> Exercise objective
Return the data below exactly, but only from the line containing "for v in samples" through the line containing "assert_eq!(stats.mean, 0.0);", with both of those lines included.
# # #
// Copyright (c) 2025 Steven Rosenthal smr@dt3.org
// See LICENSE file in root directory for license terms.

use crate::frame::FloatImage;
use crate::image_funcs::median_filter;

#[derive(Debug, Clone, Copy, PartialEq)]
pub struct SampleStats {
    pub mean: f32,
    /// Sample standard deviation (n-1 denominator). Zero when fewer than two
    /// samples were seen.
    pub stddev: f32,
    pub count: usize,
}

/// Mean and sample standard deviation of `samples`. Accumulates in f64.
pub fn stats_for_samples<I>(samples: I) -> SampleStats
where I: IntoIterator<Item = f32>
{
    let mut count = 0_usize;
    let mut first_moment = 0.0_f64;
    let mut second_moment = 0.0_f64;
    for v in samples {
        count += 1;
        first_moment += v as f64;
        second_moment += v as f64 * v as f64;
    }
    if count == 0 {
        return SampleStats{mean: 0.0, stddev: 0.0, count};
    }
    let mean = first_moment / count as f64;
    let stddev = if count > 1 {
        let variance = (second_moment - count as f64 * mean * mean) / (count - 1) as f64;
        variance.max(0.0).sqrt()
    } else {
        0.0
    };
    SampleStats{mean: mean as f32, stddev: stddev as f32, count}
}

/// Population standard deviation of `samples`.
pub fn population_stddev(samples: &[f32]) -> f32 {
    if samples.is_empty() {
        return 0.0;
    }
    let n = samples.len() as f64;
    let mean = samples.iter().map(|&v| v as f64).sum::<f64>() / n;
    let variance = samples.iter()
        .map(|&v| (v as f64 - mean) * (v as f64 - mean))
        .sum::<f64>() / n;
    variance.sqrt() as f32
}

/// Residuals of the noise estimate are clamped to the 8-bit range, whatever
/// the frame's bit depth.
pub const NOISE_RESIDUAL_MAX: f32 = 255.0;

/// Estimates the frame's shot/read noise as the sample standard deviation of
/// the residual between the frame and its 3x3 median. Residuals are clamped to
/// [0, [NOISE_RESIDUAL_MAX]].
pub fn estimate_noise(image: &FloatImage) -> f32 {
    let smoothed = median_filter(image, 3);
    let residuals = image.as_raw().iter().zip(smoothed.as_raw().iter())
        .map(|(&raw, &med)| (raw - med).clamp(0.0, NOISE_RESIDUAL_MAX));
    stats_for_samples(residuals).stddev
}

#[cfg(test)]
mod tests {
    use super::*;
    use approx::assert_abs_diff_eq;
    use image::Luma;
    use imageproc::gray_image;

    #[test]
    fn test_stats_for_samples() {
        let stats = stats_for_samples(Vec::<f32>::new());
        assert_eq!(stats.count, 0);
        assert_eq!(stats.mean, 0.0);

        let stats = stats_for_samples([4.0]);
        assert_eq!(stats.mean, 4.0);
        assert_eq!(stats.stddev, 0.0);

        let stats = stats_for_samples([2.0, 4.0, 4.0, 4.0, 5.0, 5.0, 7.0, 9.0]);
        assert_eq!(stats.count, 8);
        assert_abs_diff_eq!(stats.mean, 5.0);
        // Sample variance is 32/7.
        assert_abs_diff_eq!(stats.stddev, (32.0_f32 / 7.0).sqrt(), epsilon = 1e-5);
    }

    #[test]
    fn test_population_stddev() {
        assert_eq!(population_stddev(&[]), 0.0);
        assert_abs_diff_eq!(
            population_stddev(&[2.0, 4.0, 4.0, 4.0, 5.0, 5.0, 7.0, 9.0]), 2.0,
            epsilon = 1e-6);
    }

    #[test]
    fn test_estimate_noise_constant() {
        let image = FloatImage::from_pixel(10, 10, Luma([77.0]));
        assert_eq!(estimate_noise(&image), 0.0);
    }

    #[test]
    fn test_estimate_noise_single_spike() {
        let image = gray_image!(type: f32,
            0.0, 0.0, 0.0, 0.0;
            0.0, 9.0, 0.0, 0.0;
            0.0, 0.0, 0.0, 0.0;
            0.0, 0.0, 0.0, 0.0);
        // Only the spike leaves a residual of 9; 16 samples.
        let expected = stats_for_samples(
            std::iter::once(9.0).chain(std::iter::repeat(0.0).take(15))).stddev;
        assert_abs_diff_eq!(estimate_noise(&image), expected, epsilon = 1e-6);
    }

    #[test]
    fn test_estimate_noise_clamps_sixteen_bit_residual() {
        // 16-bit frame with one pixel 1000 above its neighborhood median.
        let mut image = FloatImage::from_pixel(6, 6, Luma([3000.0]));
        image.put_pixel(2, 3, Luma([4000.0]));
        let clamped = stats_for_samples(
            std::iter::once(255.0).chain(std::iter::repeat(0.0).take(35))).stddev;
        assert_abs_diff_eq!(estimate_noise(&image), clamped, epsilon = 1e-3);
    }
}  // mod tests.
# # #
> Solved exercise
    for v in samples {
        count += 1;
        first_moment += v as f64;
        second_moment += v as f64 * v as f64;
    }
    if count == 0 {
        return SampleStats{mean: 0.0, stddev: 0.0, count};
    }
    let mean = first_moment / count as f64;
    let stddev = if count > 1 {
        let variance = (second_moment - count as f64 * mean * mean) / (count - 1) as f64;
        variance.max(0.0).sqrt()
    } else {
        0.0
    };
    SampleStats{mean: mean as f32, stddev: stddev as f32, count}
}

/// Population standard deviation of `samples`.
pub fn population_stddev(samples: &[f32]) -> f32 {
    if samples.is_empty() {
        return 0.0;
    }
    let n = samples.len() as f64;
    let mean = samples.iter().map(|&v| v as f64).sum::<f64>() / n;
    let variance = samples.iter()
        .map(|&v| (v as f64 - mean) * (v as f64 - mean))
        .sum::<f64>() / n;
    variance.sqrt() as f32
}

/// Residuals of the noise estimate are clamped to the 8-bit range, whatever
/// the frame's bit depth.
pub const NOISE_RESIDUAL_MAX: f32 = 255.0;

/// Estimates the frame's shot/read noise as the sample standard deviation of
/// the residual between the frame and its 3x3 median. Residuals are clamped to
/// [0, [NOISE_RESIDUAL_MAX]].
pub fn estimate_noise(image: &FloatImage) -> f32 {
    let smoothed = median_filter(image, 3);
    let residuals = image.as_raw().iter().zip(smoothed.as_raw().iter())
        .map(|(&raw, &med)| (raw - med).clamp(0.0, NOISE_RESIDUAL_MAX));
    stats_for_samples(residuals).stddev
}

#[cfg(test)]
mod tests {
    use super::*;
    use approx::assert_abs_diff_eq;
    use image::Luma;
    use imageproc::gray_image;

    #[test]
    fn test_stats_for_samples() {
        let stats = stats_for_samples(Vec::<f32>::new());
        assert_eq!(stats.count, 0);
        assert_eq!(stats.mean, 0.0);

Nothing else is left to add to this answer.